──────── RECORDS SUPPLIED

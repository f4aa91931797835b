//! In-memory OpenTelemetry meter provider for metric assertions

use docweave::RequestMetrics;
use docweave::metrics::{DURATION_METRIC, ERRORS_METRIC, IN_FLIGHT_METRIC, METER_NAME, REQUESTS_METRIC};
use opentelemetry::metrics::MeterProvider as _;
use opentelemetry_sdk::metrics::data::{Histogram, ResourceMetrics, Sum};
use opentelemetry_sdk::metrics::{PeriodicReader, SdkMeterProvider};
use opentelemetry_sdk::runtime;
use opentelemetry_sdk::testing::metrics::InMemoryMetricExporter;

/// Totals read back from the exporter
#[derive(Debug, Default, PartialEq, Eq)]
pub struct Recorded {
    pub requests: u64,
    pub errors: u64,
    pub in_flight: i64,
    pub observed: u64,
}

/// Meter provider exporting into memory when collected
///
/// Create it inside a multi-threaded tokio runtime.
pub struct MetricsHarness {
    provider: SdkMeterProvider,
    exporter: InMemoryMetricExporter,
}

impl MetricsHarness {
    pub fn new() -> Self {
        let exporter = InMemoryMetricExporter::default();
        let reader = PeriodicReader::builder(exporter.clone(), runtime::Tokio).build();
        let provider = SdkMeterProvider::builder().with_reader(reader).build();
        Self { provider, exporter }
    }

    pub fn metrics(&self) -> RequestMetrics {
        RequestMetrics::new(&self.provider.meter(METER_NAME))
    }

    pub fn collect(&self) -> Recorded {
        self.provider.force_flush().unwrap();
        let exported = self.exporter.get_finished_metrics().unwrap();
        exported.last().map(totals).unwrap_or_default()
    }
}

fn totals(resource: &ResourceMetrics) -> Recorded {
    let mut recorded = Recorded::default();
    for metric in resource.scope_metrics.iter().flat_map(|s| s.metrics.iter()) {
        let data = metric.data.as_any();
        match metric.name.as_ref() {
            REQUESTS_METRIC => {
                if let Some(sum) = data.downcast_ref::<Sum<u64>>() {
                    recorded.requests = sum.data_points.iter().map(|p| p.value).sum();
                }
            }
            ERRORS_METRIC => {
                if let Some(sum) = data.downcast_ref::<Sum<u64>>() {
                    recorded.errors = sum.data_points.iter().map(|p| p.value).sum();
                }
            }
            IN_FLIGHT_METRIC => {
                if let Some(sum) = data.downcast_ref::<Sum<i64>>() {
                    recorded.in_flight = sum.data_points.iter().map(|p| p.value).sum();
                }
            }
            DURATION_METRIC => {
                if let Some(histogram) = data.downcast_ref::<Histogram<f64>>() {
                    recorded.observed = histogram.data_points.iter().map(|p| p.count).sum();
                }
            }
            _ => {}
        }
    }
    recorded
}
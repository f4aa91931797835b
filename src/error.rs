//! Error types for docweave
//!
//! This module provides the error taxonomy shared by the dispatch primitives and
//! the concrete workers:
//! - [`Error`] - the crate-level error returned by queues, dispatchers and collaborators
//! - [`WorkerError`] - a single task failure, carrying a numeric code
//! - [`ContextError`] - cancellation or deadline expiry of a [`Context`](crate::context::Context)
//! - [`ResourceError`] - resource-handler lookups and local link resolution

use std::fmt;
use thiserror::Error;

/// Result type alias for docweave operations
pub type Result<T> = std::result::Result<T, Error>;

/// Main error type for docweave
#[derive(Debug, Error)]
pub enum Error {
    /// Configuration error with context about which setting is invalid
    #[error("configuration error: {message}")]
    Config {
        /// Human-readable error message describing the configuration issue
        message: String,
        /// The configuration key that caused the error (e.g., "max_workers")
        key: Option<String>,
    },

    /// A task was refused by a queue (closed or full)
    #[error("scheduling {task} on queue {queue} failed: queue is closed or full")]
    SchedulingRejected {
        /// Name of the queue that refused the task
        queue: String,
        /// Short description of the refused task
        task: String,
    },

    /// A worker failed while executing a task
    #[error(transparent)]
    Worker(#[from] WorkerError),

    /// The governing context was canceled or its deadline expired
    #[error(transparent)]
    Context(#[from] ContextError),

    /// Resource handler error
    #[error("resource error: {0}")]
    Resource(#[from] ResourceError),

    /// Network error
    #[error("network error: {0}")]
    Network(#[from] reqwest::Error),

    /// I/O error
    #[error("I/O error: {0}")]
    Io(#[from] std::io::Error),

    /// URL parsing error
    #[error("invalid URL: {0}")]
    InvalidUrl(#[from] url::ParseError),

    /// Other error
    #[error("{0}")]
    Other(String),
}

impl Error {
    /// Build a configuration error for the given key
    pub fn config(key: &str, message: impl Into<String>) -> Self {
        Error::Config {
            message: message.into(),
            key: Some(key.to_string()),
        }
    }

    /// Returns true if this error reports cancellation or deadline expiry
    /// rather than an application failure
    pub fn is_cancellation(&self) -> bool {
        match self {
            Error::Context(_) => true,
            Error::Worker(e) => e.is_cancellation(),
            _ => false,
        }
    }
}

/// Terminal state of a [`Context`](crate::context::Context)
#[derive(Debug, Clone, Copy, PartialEq, Eq, Error)]
pub enum ContextError {
    /// The context was canceled explicitly
    #[error("context canceled")]
    Canceled,
    /// The context deadline passed
    #[error("context deadline exceeded")]
    DeadlineExceeded,
}

/// Failure of a single task execution
///
/// Wraps the underlying error message with a numeric code. For HTTP workers the
/// code is the response status; other workers use `0` unless they have a more
/// specific marker. A worker error created from a [`ContextError`] reports
/// [`is_cancellation`](Self::is_cancellation) so callers can tell an aborted
/// task from a failed one.
#[derive(Debug, Clone, PartialEq, Eq)]
pub struct WorkerError {
    message: String,
    code: i32,
    cancellation: Option<ContextError>,
}

impl WorkerError {
    /// Create a worker error from any displayable error and a code
    pub fn new(err: impl fmt::Display, code: i32) -> Self {
        Self {
            message: err.to_string(),
            code,
            cancellation: None,
        }
    }

    /// Numeric code attached to the failure
    pub fn code(&self) -> i32 {
        self.code
    }

    /// Error message
    pub fn message(&self) -> &str {
        &self.message
    }

    /// The context error this failure stands for, if the task was aborted
    pub fn cancellation(&self) -> Option<ContextError> {
        self.cancellation
    }

    /// Returns true if the task was aborted by cancellation or deadline expiry
    pub fn is_cancellation(&self) -> bool {
        self.cancellation.is_some()
    }
}

impl fmt::Display for WorkerError {
    fn fmt(&self, f: &mut fmt::Formatter<'_>) -> fmt::Result {
        f.write_str(&self.message)
    }
}

impl std::error::Error for WorkerError {}

impl From<ContextError> for WorkerError {
    fn from(err: ContextError) -> Self {
        Self {
            message: err.to_string(),
            code: 0,
            cancellation: Some(err),
        }
    }
}

impl From<Error> for WorkerError {
    fn from(err: Error) -> Self {
        match err {
            Error::Worker(e) => e,
            Error::Context(e) => e.into(),
            other => WorkerError::new(other, 0),
        }
    }
}

/// Resource handler errors
#[derive(Debug, Clone, PartialEq, Eq, Error)]
pub enum ResourceError {
    /// The resource cannot be resolved locally
    #[error("resource {0} not found")]
    NotFound(String),

    /// No registered handler accepts the URI
    #[error("no suitable resource handler for {0}")]
    NoHandler(String),

    /// Response body exceeded the configured size limit
    #[error("reading {uri} failed: response body too large (limit {limit} bytes)")]
    TooLarge {
        /// The resource being read
        uri: String,
        /// Configured size limit in bytes
        limit: u64,
    },

    /// The remote side answered with an error status
    #[error("reading {uri} failed with response code {status}")]
    Status {
        /// The resource being read
        uri: String,
        /// HTTP status code
        status: u16,
    },
}
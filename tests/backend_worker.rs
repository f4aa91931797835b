//! Adaptive dispatch of HTTP backend requests
//!
//! Drives [`Backend`] with [`BackendWorker`] against a mock server and checks
//! that every input produces exactly one request.

mod common;

use common::MetricsHarness;
use docweave::context::Context;
use docweave::workers::{BackendWorker, WorkerInput};
use docweave::{Backend, Error};
use std::sync::Arc;
use std::time::Duration;
use wiremock::matchers::{method, path};
use wiremock::{Mock, MockServer, ResponseTemplate};

fn inputs(server: &MockServer, count: usize) -> Vec<WorkerInput> {
    (0..count)
        .map(|_| WorkerInput::new(format!("{}/api", server.uri())))
        .collect()
}

#[tokio::test(flavor = "multi_thread", worker_threads = 1)]
async fn four_workers_send_four_requests() {
    let server = MockServer::start().await;
    Mock::given(method("GET"))
        .and(path("/api"))
        .respond_with(ResponseTemplate::new(200).set_body_string("ok"))
        .expect(4)
        .mount(&server)
        .await;

    let harness = MetricsHarness::new();
    let worker = BackendWorker::new(reqwest::Client::new(), 1024, Arc::new(harness.metrics()));
    let backend = Backend::new(4, 4, worker).unwrap();

    backend
        .dispatch(&Context::background(), inputs(&server, 4))
        .await
        .unwrap();

    let recorded = harness.collect();
    assert_eq!(recorded.requests, 4);
    assert_eq!(recorded.errors, 0);
    assert_eq!(recorded.in_flight, 0);
    assert_eq!(recorded.observed, 4);
}

#[tokio::test(flavor = "multi_thread", worker_threads = 1)]
async fn adaptive_pool_handles_more_inputs_than_workers() {
    let server = MockServer::start().await;
    Mock::given(method("GET"))
        .respond_with(ResponseTemplate::new(200).set_delay(Duration::from_millis(20)))
        .expect(20)
        .mount(&server)
        .await;

    let harness = MetricsHarness::new();
    let worker = BackendWorker::new(reqwest::Client::new(), 1024, Arc::new(harness.metrics()));
    let backend = Backend::new(1, 5, worker).unwrap();

    backend
        .dispatch(&Context::background(), inputs(&server, 20))
        .await
        .unwrap();

    assert_eq!(harness.collect().requests, 20);
}

#[tokio::test(flavor = "multi_thread", worker_threads = 1)]
async fn error_status_fails_dispatch_with_code() {
    let server = MockServer::start().await;
    Mock::given(method("GET"))
        .respond_with(ResponseTemplate::new(503))
        .mount(&server)
        .await;

    let harness = MetricsHarness::new();
    let worker = BackendWorker::new(reqwest::Client::new(), 1024, Arc::new(harness.metrics()));
    let backend = Backend::new(2, 2, worker).unwrap();

    let err = backend
        .dispatch(&Context::background(), inputs(&server, 2))
        .await
        .unwrap_err();

    match err {
        Error::Worker(e) => assert_eq!(e.code(), 503),
        other => panic!("unexpected error: {other}"),
    }
    assert!(harness.collect().errors >= 1);
}
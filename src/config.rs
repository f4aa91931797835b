//! Configuration types for docweave

use crate::error::{Error, Result};
use serde::{Deserialize, Serialize};
use std::{collections::HashMap, path::PathBuf, time::Duration};

/// Worker pool sizing and error policy
///
/// Groups the settings that bound parallelism of each build phase.
/// Used as a nested sub-config within [`Config`].
#[derive(Clone, Debug, PartialEq, Eq, Serialize, Deserialize)]
pub struct WorkersConfig {
    /// Minimum number of document workers kept while content remains (default: 10)
    #[serde(default = "default_min_workers")]
    pub min_workers: usize,

    /// Maximum number of concurrently processed documents (default: 25)
    #[serde(default = "default_max_workers")]
    pub max_workers: usize,

    /// Abort the download phase on the first failed resource (default: false)
    #[serde(default)]
    pub fail_fast: bool,

    /// Number of resource download workers (default: 10)
    #[serde(default = "default_resource_download_workers")]
    pub resource_download_workers: usize,

    /// Number of link validation workers (default: 10)
    #[serde(default = "default_validation_workers")]
    pub validation_workers: usize,

    /// Buffer capacity of the download and validation queues (default: 1024)
    #[serde(default = "default_queue_capacity")]
    pub queue_capacity: usize,
}

impl Default for WorkersConfig {
    fn default() -> Self {
        Self {
            min_workers: default_min_workers(),
            max_workers: default_max_workers(),
            fail_fast: false,
            resource_download_workers: default_resource_download_workers(),
            validation_workers: default_validation_workers(),
            queue_capacity: default_queue_capacity(),
        }
    }
}

/// Outbound HTTP limits shared by the HTTP worker and the HTTP resource handler
#[derive(Clone, Debug, PartialEq, Eq, Serialize, Deserialize)]
pub struct HttpConfig {
    /// Maximum accepted response body in bytes (default: 10 MiB)
    #[serde(default = "default_max_response_body")]
    pub max_response_body: u64,

    /// Per-request timeout (default: 30 seconds)
    #[serde(default = "default_request_timeout", with = "duration_serde")]
    pub request_timeout: Duration,
}

impl Default for HttpConfig {
    fn default() -> Self {
        Self {
            max_response_body: default_max_response_body(),
            request_timeout: default_request_timeout(),
        }
    }
}

/// Link validation behavior
///
/// The backoff table is the list of delays applied to consecutive `429 Too Many
/// Requests` answers for the same request; its length is the retry budget.
#[derive(Clone, Debug, PartialEq, Eq, Serialize, Deserialize)]
pub struct ValidationConfig {
    /// Validate absolute links found in content (default: true)
    #[serde(default = "default_true")]
    pub enabled: bool,

    /// Delays between 429 retries (default: 1s, 5s, 10s, 20s)
    #[serde(default = "default_backoff_table", with = "duration_list_millis")]
    pub backoff_table: Vec<Duration>,

    /// Jitter unit; retry `i` adds `random(0..=i)` units (default: 1 second)
    #[serde(default = "default_jitter_unit", with = "duration_millis")]
    pub jitter_unit: Duration,

    /// Treat loopback addresses as valid without a request (default: true)
    #[serde(default = "default_true")]
    pub skip_loopback: bool,

    /// Hosts treated as valid without a request (default: localhost, 127.0.0.1, 1.2.3.4)
    #[serde(default = "default_skip_hosts")]
    pub skip_hosts: Vec<String>,

    /// Host fragments treated as valid without a request (default: foo.bar)
    #[serde(default = "default_skip_host_fragments")]
    pub skip_host_fragments: Vec<String>,
}

impl Default for ValidationConfig {
    fn default() -> Self {
        Self {
            enabled: true,
            skip_loopback: true,
            backoff_table: default_backoff_table(),
            jitter_unit: default_jitter_unit(),
            skip_hosts: default_skip_hosts(),
            skip_host_fragments: default_skip_host_fragments(),
        }
    }
}

/// Output locations and resolver lookup tables
#[derive(Clone, Debug, PartialEq, Eq, Serialize, Deserialize)]
pub struct ResourceConfig {
    /// Root directory for generated documents (default: "./docs")
    #[serde(default = "default_destination_path")]
    pub destination_path: PathBuf,

    /// Root directory for downloaded resources (default: "./docs/__resources")
    #[serde(default = "default_resources_path")]
    pub resources_path: PathBuf,

    /// Log writes instead of touching the filesystem (default: false)
    #[serde(default)]
    pub dry_run: bool,

    /// Repository to version/branch overrides handed to resource handlers
    #[serde(default)]
    pub version_overrides: HashMap<String, String>,
}

impl Default for ResourceConfig {
    fn default() -> Self {
        Self {
            destination_path: default_destination_path(),
            resources_path: default_resources_path(),
            dry_run: false,
            version_overrides: HashMap::new(),
        }
    }
}

/// Main configuration for a documentation build
///
/// Every section has working defaults, so `Config::default()` is a valid
/// configuration.
#[derive(Clone, Debug, Default, PartialEq, Eq, Serialize, Deserialize)]
pub struct Config {
    /// Worker pool sizing and error policy
    #[serde(default)]
    pub workers: WorkersConfig,

    /// Outbound HTTP limits
    #[serde(default)]
    pub http: HttpConfig,

    /// Link validation behavior
    #[serde(default)]
    pub validation: ValidationConfig,

    /// Output locations and lookup tables
    #[serde(default)]
    pub resources: ResourceConfig,
}

impl Config {
    /// Check cross-field invariants
    ///
    /// # Errors
    ///
    /// Returns [`Error::Config`] naming the first offending key.
    pub fn validate(&self) -> Result<()> {
        let workers = &self.workers;
        if workers.min_workers > workers.max_workers {
            return Err(Error::config(
                "workers.min_workers",
                format!(
                    "min_workers ({}) exceeds max_workers ({})",
                    workers.min_workers, workers.max_workers
                ),
            ));
        }
        if workers.max_workers == 0 {
            return Err(Error::config(
                "workers.max_workers",
                "at least one document worker is required",
            ));
        }
        if workers.resource_download_workers == 0 {
            return Err(Error::config(
                "workers.resource_download_workers",
                "at least one download worker is required",
            ));
        }
        if self.validation.enabled && workers.validation_workers == 0 {
            return Err(Error::config(
                "workers.validation_workers",
                "validation is enabled but no validation workers are configured",
            ));
        }
        if workers.queue_capacity == 0 {
            return Err(Error::config(
                "workers.queue_capacity",
                "queue capacity must be at least 1",
            ));
        }
        Ok(())
    }
}

fn default_true() -> bool {
    true
}

fn default_min_workers() -> usize {
    10
}

fn default_max_workers() -> usize {
    25
}

fn default_resource_download_workers() -> usize {
    10
}

fn default_validation_workers() -> usize {
    10
}

fn default_queue_capacity() -> usize {
    crate::queue::DEFAULT_QUEUE_CAPACITY
}

fn default_max_response_body() -> u64 {
    10 * 1024 * 1024
}

fn default_request_timeout() -> Duration {
    Duration::from_secs(30)
}

fn default_backoff_table() -> Vec<Duration> {
    [1, 5, 10, 20].into_iter().map(Duration::from_secs).collect()
}

fn default_jitter_unit() -> Duration {
    Duration::from_secs(1)
}

fn default_skip_hosts() -> Vec<String> {
    vec!["localhost".into(), "127.0.0.1".into(), "1.2.3.4".into()]
}

fn default_skip_host_fragments() -> Vec<String> {
    vec!["foo.bar".into()]
}

fn default_destination_path() -> PathBuf {
    PathBuf::from("docs")
}

fn default_resources_path() -> PathBuf {
    PathBuf::from("docs/__resources")
}

// Duration serialization helper (whole seconds)
mod duration_serde {
    use serde::{Deserialize, Deserializer, Serializer};
    use std::time::Duration;

    pub fn serialize<S>(duration: &Duration, serializer: S) -> Result<S::Ok, S::Error>
    where
        S: Serializer,
    {
        serializer.serialize_u64(duration.as_secs())
    }

    pub fn deserialize<'de, D>(deserializer: D) -> Result<Duration, D::Error>
    where
        D: Deserializer<'de>,
    {
        let secs = u64::deserialize(deserializer)?;
        Ok(Duration::from_secs(secs))
    }
}

// Duration serialization helper (milliseconds)
mod duration_millis {
    use serde::{Deserialize, Deserializer, Serializer};
    use std::time::Duration;

    pub fn serialize<S>(duration: &Duration, serializer: S) -> Result<S::Ok, S::Error>
    where
        S: Serializer,
    {
        serializer.serialize_u64(duration.as_millis() as u64)
    }

    pub fn deserialize<'de, D>(deserializer: D) -> Result<Duration, D::Error>
    where
        D: Deserializer<'de>,
    {
        let millis = u64::deserialize(deserializer)?;
        Ok(Duration::from_millis(millis))
    }
}

// Duration list serialization helper (milliseconds)
mod duration_list_millis {
    use serde::{Deserialize, Deserializer, Serializer};
    use std::time::Duration;

    pub fn serialize<S>(durations: &[Duration], serializer: S) -> Result<S::Ok, S::Error>
    where
        S: Serializer,
    {
        serializer.collect_seq(durations.iter().map(|d| d.as_millis() as u64))
    }

    pub fn deserialize<'de, D>(deserializer: D) -> Result<Vec<Duration>, D::Error>
    where
        D: Deserializer<'de>,
    {
        let millis = Vec::<u64>::deserialize(deserializer)?;
        Ok(millis.into_iter().map(Duration::from_millis).collect())
    }
}

// unwrap/expect are acceptable in tests for concise failure-on-error assertions
#[allow(clippy::unwrap_used, clippy::expect_used)]
#[cfg(test)]
mod tests {
    use super::*;

    #[test]
    fn default_config_is_valid() {
        Config::default().validate().unwrap();
    }

    #[test]
    fn default_backoff_table_matches_link_checker_policy() {
        let table = ValidationConfig::default().backoff_table;
        assert_eq!(
            table,
            vec![
                Duration::from_secs(1),
                Duration::from_secs(5),
                Duration::from_secs(10),
                Duration::from_secs(20),
            ]
        );
    }

    #[test]
    fn inverted_worker_bounds_are_rejected() {
        let mut config = Config::default();
        config.workers.min_workers = 10;
        config.workers.max_workers = 2;

        match config.validate() {
            Err(Error::Config { key, .. }) => {
                assert_eq!(key.as_deref(), Some("workers.min_workers"))
            }
            other => panic!("expected Config error, got: {:?}", other),
        }
    }

    #[test]
    fn validation_workers_only_required_when_enabled() {
        let mut config = Config::default();
        config.workers.validation_workers = 0;
        assert!(config.validate().is_err());

        config.validation.enabled = false;
        config.validate().unwrap();
    }

    #[test]
    fn empty_json_uses_defaults() {
        let config: Config = serde_json::from_str("{}").unwrap();
        assert_eq!(config, Config::default());
    }

    #[test]
    fn empty_resource_section_matches_default() {
        let config: Config = serde_json::from_str(r#"{"resources":{}}"#).unwrap();
        assert_eq!(config.resources, ResourceConfig::default());
        assert_eq!(config.resources.destination_path, PathBuf::from("docs"));
        assert_eq!(config.resources.resources_path, PathBuf::from("docs/__resources"));
    }

    #[test]
    fn json_round_trip_keeps_durations() {
        let json = r#"{
            "workers": { "min_workers": 2, "max_workers": 4, "fail_fast": true },
            "http": { "request_timeout": 5 },
            "validation": { "backoff_table": [10, 20], "jitter_unit": 0 }
        }"#;
        let config: Config = serde_json::from_str(json).unwrap();

        assert_eq!(config.workers.max_workers, 4);
        assert!(config.workers.fail_fast);
        assert_eq!(config.workers.resource_download_workers, 10);
        assert_eq!(config.http.request_timeout, Duration::from_secs(5));
        assert_eq!(
            config.validation.backoff_table,
            vec![Duration::from_millis(10), Duration::from_millis(20)]
        );
        assert_eq!(config.validation.jitter_unit, Duration::ZERO);

        let back: Config = serde_json::from_str(&serde_json::to_string(&config).unwrap()).unwrap();
        assert_eq!(back, config);
    }
}
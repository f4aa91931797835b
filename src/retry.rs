//! HTTP retry policy for link validation
//!
//! Two layers:
//! - [`send_with_backoff`] repeats a single request while the server answers
//!   `429 Too Many Requests`, sleeping `table[i] + jitter` between attempts where
//!   `jitter = random(0..=i) * jitter_unit`. The table length is the retry budget.
//! - [`probe`] escalates from `HEAD` to `GET` when the cheap request is refused
//!   with an error status other than `401`/`403`.
//!
//! # Example
//!
//! ```no_run
//! use docweave::context::Context;
//! use docweave::retry::{BackoffPolicy, Probe, probe};
//! use std::time::Duration;
//!
//! # async fn example() -> Result<(), docweave::error::ContextError> {
//! let policy = BackoffPolicy::new(vec![Duration::from_secs(1)], Duration::from_secs(1));
//! let client = reqwest::Client::new();
//! match probe(&Context::background(), &client, "https://example.com", &policy).await? {
//!     Probe::Reachable(status) => println!("ok: {status}"),
//!     other => println!("broken: {other:?}"),
//! }
//! # Ok(())
//! # }
//! ```

use crate::config::ValidationConfig;
use crate::context::Context;
use crate::error::ContextError;
use rand::Rng;
use reqwest::{Method, StatusCode};
use std::time::Duration;

/// Fixed backoff table plus jitter unit for `429` answers
#[derive(Clone, Debug, PartialEq, Eq)]
pub struct BackoffPolicy {
    table: Vec<Duration>,
    jitter_unit: Duration,
}

impl BackoffPolicy {
    /// Policy from explicit values
    pub fn new(table: Vec<Duration>, jitter_unit: Duration) -> Self {
        Self { table, jitter_unit }
    }

    /// Policy from the validation configuration
    pub fn from_config(config: &ValidationConfig) -> Self {
        Self::new(config.backoff_table.clone(), config.jitter_unit)
    }

    /// Number of retries after the first `429`
    pub fn retries(&self) -> usize {
        self.table.len()
    }

    /// Delay before retry number `attempt` (zero-based), jitter included
    ///
    /// Returns `None` once the table is exhausted.
    pub fn delay(&self, attempt: usize) -> Option<Duration> {
        let base = *self.table.get(attempt)?;
        Some(base.saturating_add(add_jitter(self.jitter_unit, attempt)))
    }
}

impl Default for BackoffPolicy {
    fn default() -> Self {
        Self::from_config(&ValidationConfig::default())
    }
}

/// Random extra delay of `0..=attempt` jitter units
fn add_jitter(unit: Duration, attempt: usize) -> Duration {
    if unit.is_zero() {
        return Duration::ZERO;
    }
    let mut rng = rand::thread_rng();
    let units: u32 = rng.gen_range(0..=u32::try_from(attempt).unwrap_or(u32::MAX));
    unit.saturating_mul(units)
}

/// Failure of a single request chain
#[derive(Debug)]
pub enum SendError {
    /// The request never produced a response
    Network(reqwest::Error),
    /// The context ended while waiting for a response or a backoff delay
    Context(ContextError),
}

impl From<ContextError> for SendError {
    fn from(err: ContextError) -> Self {
        SendError::Context(err)
    }
}

/// Send `method url`, retrying on `429` according to `policy`
///
/// The response body is dropped before every retry. Returns the final status.
pub async fn send_with_backoff(
    ctx: &Context,
    client: &reqwest::Client,
    method: Method,
    url: &str,
    policy: &BackoffPolicy,
) -> Result<StatusCode, SendError> {
    let mut attempt = 0;
    loop {
        let request = client.request(method.clone(), url).send();
        let response = tokio::select! {
            biased;
            err = ctx.done() => return Err(err.into()),
            response = request => response.map_err(SendError::Network)?,
        };
        let status = response.status();
        drop(response);

        if status != StatusCode::TOO_MANY_REQUESTS {
            return Ok(status);
        }
        let Some(delay) = policy.delay(attempt) else {
            return Ok(status);
        };

        tracing::debug!(
            %url,
            %method,
            attempt = attempt + 1,
            retries = policy.retries(),
            delay_ms = u64::try_from(delay.as_millis()).unwrap_or(u64::MAX),
            "rate limited, backing off"
        );
        ctx.sleep(delay).await?;
        attempt += 1;
    }
}

/// Outcome of a reachability check
#[derive(Debug)]
pub enum Probe {
    /// A success status, or `401`/`403` (the resource exists behind auth)
    Reachable(StatusCode),
    /// Both `HEAD` and `GET` returned an error status
    Broken(StatusCode),
    /// No response at all
    Unreachable(reqwest::Error),
}

/// Returns true for statuses that make a link count as reachable
pub fn is_acceptable(status: StatusCode) -> bool {
    status.as_u16() < 400 || status == StatusCode::UNAUTHORIZED || status == StatusCode::FORBIDDEN
}

/// Check `url` with `HEAD`, escalating to `GET` on refusal
///
/// # Errors
///
/// Only the context ending is an error; every network outcome is a [`Probe`].
pub async fn probe(
    ctx: &Context,
    client: &reqwest::Client,
    url: &str,
    policy: &BackoffPolicy,
) -> Result<Probe, ContextError> {
    let head = match send_with_backoff(ctx, client, Method::HEAD, url, policy).await {
        Ok(status) => status,
        Err(SendError::Network(err)) => return Ok(Probe::Unreachable(err)),
        Err(SendError::Context(err)) => return Err(err),
    };
    if is_acceptable(head) {
        return Ok(Probe::Reachable(head));
    }

    tracing::debug!(%url, status = %head, "HEAD refused, retrying with GET");
    match send_with_backoff(ctx, client, Method::GET, url, policy).await {
        Ok(status) if is_acceptable(status) => Ok(Probe::Reachable(status)),
        Ok(status) => Ok(Probe::Broken(status)),
        Err(SendError::Network(err)) => Ok(Probe::Unreachable(err)),
        Err(SendError::Context(err)) => Err(err),
    }
}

────────────────

Reproduce the entries above exactly, but only the lines between the line holding "impl Default for WorkersConfig" and the line holding "(default: 30 seconds)", inclusive.

• **RESPONSE FOR THIS EXERCISE**
impl Default for WorkersConfig {
    fn default() -> Self {
        Self {
            min_workers: default_min_workers(),
            max_workers: default_max_workers(),
            fail_fast: false,
            resource_download_workers: default_resource_download_workers(),
            validation_workers: default_validation_workers(),
            queue_capacity: default_queue_capacity(),
        }
    }
}

/// Outbound HTTP limits shared by the HTTP worker and the HTTP resource handler
#[derive(Clone, Debug, PartialEq, Eq, Serialize, Deserialize)]
pub struct HttpConfig {
    /// Maximum accepted response body in bytes (default: 10 MiB)
    #[serde(default = "default_max_response_body")]
    pub max_response_body: u64,

    /// Per-request timeout (default: 30 seconds)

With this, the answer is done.